REQUIRED ACTION:
Every entry below is to be copied exactly as written.
------------
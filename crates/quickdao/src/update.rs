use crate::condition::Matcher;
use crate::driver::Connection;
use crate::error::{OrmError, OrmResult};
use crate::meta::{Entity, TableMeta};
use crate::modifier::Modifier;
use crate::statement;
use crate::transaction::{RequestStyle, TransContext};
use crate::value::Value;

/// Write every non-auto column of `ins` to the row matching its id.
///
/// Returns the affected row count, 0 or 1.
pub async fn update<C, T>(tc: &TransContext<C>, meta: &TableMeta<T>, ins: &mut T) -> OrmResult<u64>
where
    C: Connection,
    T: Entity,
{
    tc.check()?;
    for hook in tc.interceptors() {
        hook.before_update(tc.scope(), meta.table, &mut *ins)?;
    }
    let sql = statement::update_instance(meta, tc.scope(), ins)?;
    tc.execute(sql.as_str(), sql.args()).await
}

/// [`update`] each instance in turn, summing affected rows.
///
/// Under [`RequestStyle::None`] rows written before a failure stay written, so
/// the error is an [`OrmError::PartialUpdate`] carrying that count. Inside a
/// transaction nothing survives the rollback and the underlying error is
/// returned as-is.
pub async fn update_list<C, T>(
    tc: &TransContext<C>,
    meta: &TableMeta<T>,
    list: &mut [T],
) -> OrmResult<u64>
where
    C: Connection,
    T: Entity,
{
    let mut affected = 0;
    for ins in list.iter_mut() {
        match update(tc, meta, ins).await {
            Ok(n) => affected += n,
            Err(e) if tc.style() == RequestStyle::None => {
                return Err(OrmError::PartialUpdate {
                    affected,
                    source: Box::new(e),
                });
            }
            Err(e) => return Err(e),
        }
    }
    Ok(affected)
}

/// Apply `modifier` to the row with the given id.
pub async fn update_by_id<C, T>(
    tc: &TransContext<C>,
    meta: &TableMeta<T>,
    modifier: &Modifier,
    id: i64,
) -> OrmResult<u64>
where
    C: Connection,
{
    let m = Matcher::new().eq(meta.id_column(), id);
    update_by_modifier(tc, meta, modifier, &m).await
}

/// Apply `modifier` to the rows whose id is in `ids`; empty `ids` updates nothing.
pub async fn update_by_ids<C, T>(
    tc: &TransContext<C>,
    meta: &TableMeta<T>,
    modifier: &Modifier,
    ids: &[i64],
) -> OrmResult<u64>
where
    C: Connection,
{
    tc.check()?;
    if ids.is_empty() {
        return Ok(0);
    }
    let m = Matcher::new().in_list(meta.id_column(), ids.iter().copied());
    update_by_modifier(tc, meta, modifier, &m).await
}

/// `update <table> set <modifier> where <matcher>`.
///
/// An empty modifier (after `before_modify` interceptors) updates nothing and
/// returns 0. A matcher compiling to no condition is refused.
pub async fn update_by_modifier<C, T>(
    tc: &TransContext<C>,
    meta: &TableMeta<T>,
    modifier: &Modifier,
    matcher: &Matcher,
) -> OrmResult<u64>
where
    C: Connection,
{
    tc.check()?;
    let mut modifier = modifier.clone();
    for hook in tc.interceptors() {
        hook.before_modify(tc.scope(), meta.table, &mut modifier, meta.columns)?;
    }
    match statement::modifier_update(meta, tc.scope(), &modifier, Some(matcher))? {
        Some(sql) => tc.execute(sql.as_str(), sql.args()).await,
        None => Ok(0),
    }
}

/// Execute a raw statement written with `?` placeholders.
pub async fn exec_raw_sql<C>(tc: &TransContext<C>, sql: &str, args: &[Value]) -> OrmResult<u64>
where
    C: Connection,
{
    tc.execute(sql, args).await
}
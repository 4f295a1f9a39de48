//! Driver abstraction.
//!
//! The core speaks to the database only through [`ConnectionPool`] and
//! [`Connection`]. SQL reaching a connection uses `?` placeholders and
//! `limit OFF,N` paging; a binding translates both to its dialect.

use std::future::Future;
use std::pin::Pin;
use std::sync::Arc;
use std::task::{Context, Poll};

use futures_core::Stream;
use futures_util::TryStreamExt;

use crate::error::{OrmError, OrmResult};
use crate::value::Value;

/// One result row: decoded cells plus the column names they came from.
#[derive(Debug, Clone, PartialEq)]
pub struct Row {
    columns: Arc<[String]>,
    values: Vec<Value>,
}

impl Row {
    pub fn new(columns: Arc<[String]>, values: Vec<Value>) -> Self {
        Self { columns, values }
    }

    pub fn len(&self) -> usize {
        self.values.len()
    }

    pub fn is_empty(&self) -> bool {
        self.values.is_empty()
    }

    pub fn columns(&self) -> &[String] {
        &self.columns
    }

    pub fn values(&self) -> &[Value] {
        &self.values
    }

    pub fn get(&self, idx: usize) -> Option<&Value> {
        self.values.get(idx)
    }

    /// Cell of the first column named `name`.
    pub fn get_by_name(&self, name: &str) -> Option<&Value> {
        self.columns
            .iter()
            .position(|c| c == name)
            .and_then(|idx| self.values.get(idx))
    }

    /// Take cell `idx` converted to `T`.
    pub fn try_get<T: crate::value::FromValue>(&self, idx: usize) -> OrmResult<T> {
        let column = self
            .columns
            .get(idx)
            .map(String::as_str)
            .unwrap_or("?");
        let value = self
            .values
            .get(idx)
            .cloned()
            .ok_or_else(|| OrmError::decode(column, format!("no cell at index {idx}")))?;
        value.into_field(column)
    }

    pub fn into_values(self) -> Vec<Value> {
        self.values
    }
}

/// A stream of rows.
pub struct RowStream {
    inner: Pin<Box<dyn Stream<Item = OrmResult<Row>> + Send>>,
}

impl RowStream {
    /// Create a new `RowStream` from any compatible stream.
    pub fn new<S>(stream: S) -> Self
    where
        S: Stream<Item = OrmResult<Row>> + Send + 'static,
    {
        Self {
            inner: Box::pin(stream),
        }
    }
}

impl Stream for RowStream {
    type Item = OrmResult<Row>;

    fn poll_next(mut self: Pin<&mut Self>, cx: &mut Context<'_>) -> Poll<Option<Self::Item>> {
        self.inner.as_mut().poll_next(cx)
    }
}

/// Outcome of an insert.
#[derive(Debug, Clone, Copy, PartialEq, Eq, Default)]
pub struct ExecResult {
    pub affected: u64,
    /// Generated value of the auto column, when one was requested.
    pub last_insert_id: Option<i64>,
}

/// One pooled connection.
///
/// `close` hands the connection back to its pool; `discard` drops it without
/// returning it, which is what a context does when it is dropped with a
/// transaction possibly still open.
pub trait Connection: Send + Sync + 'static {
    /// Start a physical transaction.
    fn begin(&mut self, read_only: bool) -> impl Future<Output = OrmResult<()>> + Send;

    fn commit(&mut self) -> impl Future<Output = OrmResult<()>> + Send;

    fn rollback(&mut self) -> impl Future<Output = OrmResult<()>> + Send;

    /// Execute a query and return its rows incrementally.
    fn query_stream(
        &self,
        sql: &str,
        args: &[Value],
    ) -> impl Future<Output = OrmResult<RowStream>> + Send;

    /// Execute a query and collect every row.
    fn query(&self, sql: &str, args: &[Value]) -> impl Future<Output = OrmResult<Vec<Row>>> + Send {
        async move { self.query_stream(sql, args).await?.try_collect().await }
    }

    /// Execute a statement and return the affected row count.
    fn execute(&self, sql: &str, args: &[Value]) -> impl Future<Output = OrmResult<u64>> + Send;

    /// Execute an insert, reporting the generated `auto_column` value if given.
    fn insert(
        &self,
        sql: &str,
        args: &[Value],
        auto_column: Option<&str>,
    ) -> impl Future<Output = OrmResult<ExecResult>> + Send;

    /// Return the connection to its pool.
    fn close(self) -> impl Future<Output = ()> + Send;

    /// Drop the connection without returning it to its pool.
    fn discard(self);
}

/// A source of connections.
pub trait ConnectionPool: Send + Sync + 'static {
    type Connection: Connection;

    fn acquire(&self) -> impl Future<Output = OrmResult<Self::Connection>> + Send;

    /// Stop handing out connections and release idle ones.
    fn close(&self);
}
------------
TASK SOLUTION:
filename crates/quickdao/src/update.rs
use crate::condition::Matcher;
use crate::driver::Connection;
use crate::error::{OrmError, OrmResult};
use crate::meta::{Entity, TableMeta};
use crate::modifier::Modifier;
use crate::statement;
use crate::transaction::{RequestStyle, TransContext};
use crate::value::Value;

/// Write every non-auto column of `ins` to the row matching its id.
///
/// Returns the affected row count, 0 or 1.
pub async fn update<C, T>(tc: &TransContext<C>, meta: &TableMeta<T>, ins: &mut T) -> OrmResult<u64>
where
    C: Connection,
    T: Entity,
{
    tc.check()?;
    for hook in tc.interceptors() {
        hook.before_update(tc.scope(), meta.table, &mut *ins)?;
    }
    let sql = statement::update_instance(meta, tc.scope(), ins)?;
    tc.execute(sql.as_str(), sql.args()).await
}

/// [`update`] each instance in turn, summing affected rows.
///
/// Under [`RequestStyle::None`] rows written before a failure stay written, so
/// the error is an [`OrmError::PartialUpdate`] carrying that count. Inside a
/// transaction nothing survives the rollback and the underlying error is
/// returned as-is.
pub async fn update_list<C, T>(
    tc: &TransContext<C>,
    meta: &TableMeta<T>,
    list: &mut [T],
) -> OrmResult<u64>
where
    C: Connection,
    T: Entity,
{
    let mut affected = 0;
    for ins in list.iter_mut() {
        match update(tc, meta, ins).await {
            Ok(n) => affected += n,
            Err(e) if tc.style() == RequestStyle::None => {
                return Err(OrmError::PartialUpdate {
                    affected,
                    source: Box::new(e),
                });
            }
            Err(e) => return Err(e),
        }
    }
    Ok(affected)
}

/// Apply `modifier` to the row with the given id.
pub async fn update_by_id<C, T>(
    tc: &TransContext<C>,
    meta: &TableMeta<T>,
    modifier: &Modifier,
    id: i64,
) -> OrmResult<u64>
where
    C: Connection,
{
    let m = Matcher::new().eq(meta.id_column(), id);
    update_by_modifier(tc, meta, modifier, &m).await
}

/// Apply `modifier` to the rows whose id is in `ids`; empty `ids` updates nothing.
pub async fn update_by_ids<C, T>(
    tc: &TransContext<C>,
    meta: &TableMeta<T>,
    modifier: &Modifier,
    ids: &[i64],
) -> OrmResult<u64>
where
    C: Connection,
{
    tc.check()?;
    if ids.is_empty() {
        return Ok(0);
    }
    let m = Matcher::new().in_list(meta.id_column(), ids.iter().copied());
    update_by_modifier(tc, meta, modifier, &m).await
}

/// `update <table> set <modifier> where <matcher>`.
///
/// An empty modifier (after `before_modify` interceptors) updates nothing and
/// returns 0. A matcher compiling to no condition is refused.
pub async fn update_by_modifier<C, T>(
    tc: &TransContext<C>,
    meta: &TableMeta<T>,
    modifier: &Modifier,
    matcher: &Matcher,
) -> OrmResult<u64>
where
    C: Connection,
{
    tc.check()?;
    let mut modifier = modifier.clone();
    for hook in tc.interceptors() {
        hook.before_modify(tc.scope(), meta.table, &mut modifier, meta.columns)?;
    }
    match statement::modifier_update(meta, tc.scope(), &modifier, Some(matcher))? {
        Some(sql) => tc.execute(sql.as_str(), sql.args()).await,
        None => Ok(0),
    }
}

/// Execute a raw statement written with `?` placeholders.
pub async fn exec_raw_sql<C>(tc: &TransContext<C>, sql: &str, args: &[Value]) -> OrmResult<u64>
where
    C: Connection,
{
    tc.execute(sql, args).await
}
repository 4f295a1f9a39de48
//! Driver abstraction.
//!
//! The core speaks to the database only through [`ConnectionPool`] and
//! [`Connection`]. SQL reaching a connection uses `?` placeholders and
//! `limit OFF,N` paging; a binding translates both to its dialect.

use std::future::Future;
use std::pin::Pin;
use std::sync::Arc;
use std::task::{Context, Poll};

use futures_core::Stream;
use futures_util::TryStreamExt;

use crate::error::{OrmError, OrmResult};
use crate::value::Value;

/// One result row: decoded cells plus the column names they came from.
#[derive(Debug, Clone, PartialEq)]
pub struct Row {
    columns: Arc<[String]>,
    values: Vec<Value>,
}

impl Row {
    pub fn new(columns: Arc<[String]>, values: Vec<Value>) -> Self {
        Self { columns, values }
    }

    pub fn len(&self) -> usize {
        self.values.len()
    }

    pub fn is_empty(&self) -> bool {
        self.values.is_empty()
    }

    pub fn columns(&self) -> &[String] {
        &self.columns
    }

    pub fn values(&self) -> &[Value] {
        &self.values
    }

    pub fn get(&self, idx: usize) -> Option<&Value> {
        self.values.get(idx)
    }

    /// Cell of the first column named `name`.
    pub fn get_by_name(&self, name: &str) -> Option<&Value> {
        self.columns
            .iter()
            .position(|c| c == name)
            .and_then(|idx| self.values.get(idx))
    }

    /// Take cell `idx` converted to `T`.
    pub fn try_get<T: crate::value::FromValue>(&self, idx: usize) -> OrmResult<T> {
        let column = self
            .columns
            .get(idx)
            .map(String::as_str)
            .unwrap_or("?");
        let value = self
            .values
            .get(idx)
            .cloned()
            .ok_or_else(|| OrmError::decode(column, format!("no cell at index {idx}")))?;
        value.into_field(column)
    }

    pub fn into_values(self) -> Vec<Value> {
        self.values
    }
}

/// A stream of rows.
pub struct RowStream {
    inner: Pin<Box<dyn Stream<Item = OrmResult<Row>> + Send>>,
}

impl RowStream {
    /// Create a new `RowStream` from any compatible stream.
    pub fn new<S>(stream: S) -> Self
    where
        S: Stream<Item = OrmResult<Row>> + Send + 'static,
    {
        Self {
            inner: Box::pin(stream),
        }
    }
}

impl Stream for RowStream {
    type Item = OrmResult<Row>;

    fn poll_next(mut self: Pin<&mut Self>, cx: &mut Context<'_>) -> Poll<Option<Self::Item>> {
        self.inner.as_mut().poll_next(cx)
    }
}

/// Outcome of an insert.
#[derive(Debug, Clone, Copy, PartialEq, Eq, Default)]
pub struct ExecResult {
    pub affected: u64,
    /// Generated value of the auto column, when one was requested.
    pub last_insert_id: Option<i64>,
}

/// One pooled connection.
///
/// `close` hands the connection back to its pool; `discard` drops it without
/// returning it, which is what a context does when it is dropped with a
/// transaction possibly still open.
pub trait Connection: Send + Sync + 'static {
    /// Start a physical transaction.
    fn begin(&mut self, read_only: bool) -> impl Future<Output = OrmResult<()>> + Send;

    fn commit(&mut self) -> impl Future<Output = OrmResult<()>> + Send;

    fn rollback(&mut self) -> impl Future<Output = OrmResult<()>> + Send;

    /// Execute a query and return its rows incrementally.
    fn query_stream(
        &self,
        sql: &str,
        args: &[Value],
    ) -> impl Future<Output = OrmResult<RowStream>> + Send;

    /// Execute a query and collect every row.
    fn query(&self, sql: &str, args: &[Value]) -> impl Future<Output = OrmResult<Vec<Row>>> + Send {
        async move { self.query_stream(sql, args).await?.try_collect().await }
    }

    /// Execute a statement and return the affected row count.
    fn execute(&self, sql: &str, args: &[Value]) -> impl Future<Output = OrmResult<u64>> + Send;

    /// Execute an insert, reporting the generated `auto_column` value if given.
    fn insert(
        &self,
        sql: &str,
        args: &[Value],
        auto_column: Option<&str>,
    ) -> impl Future<Output = OrmResult<ExecResult>> + Send;

    /// Return the connection to its pool.
    fn close(self) -> impl Future<Output = ()> + Send;

    /// Drop the connection without returning it to its pool.
    fn discard(self);
}

/// A source of connections.
pub trait ConnectionPool: Send + Sync + 'static {
    type Connection: Connection;

    fn acquire(&self) -> impl Future<Output = OrmResult<Self::Connection>> + Send;

    /// Stop handing out connections and release idle ones.
    fn close(&self);
}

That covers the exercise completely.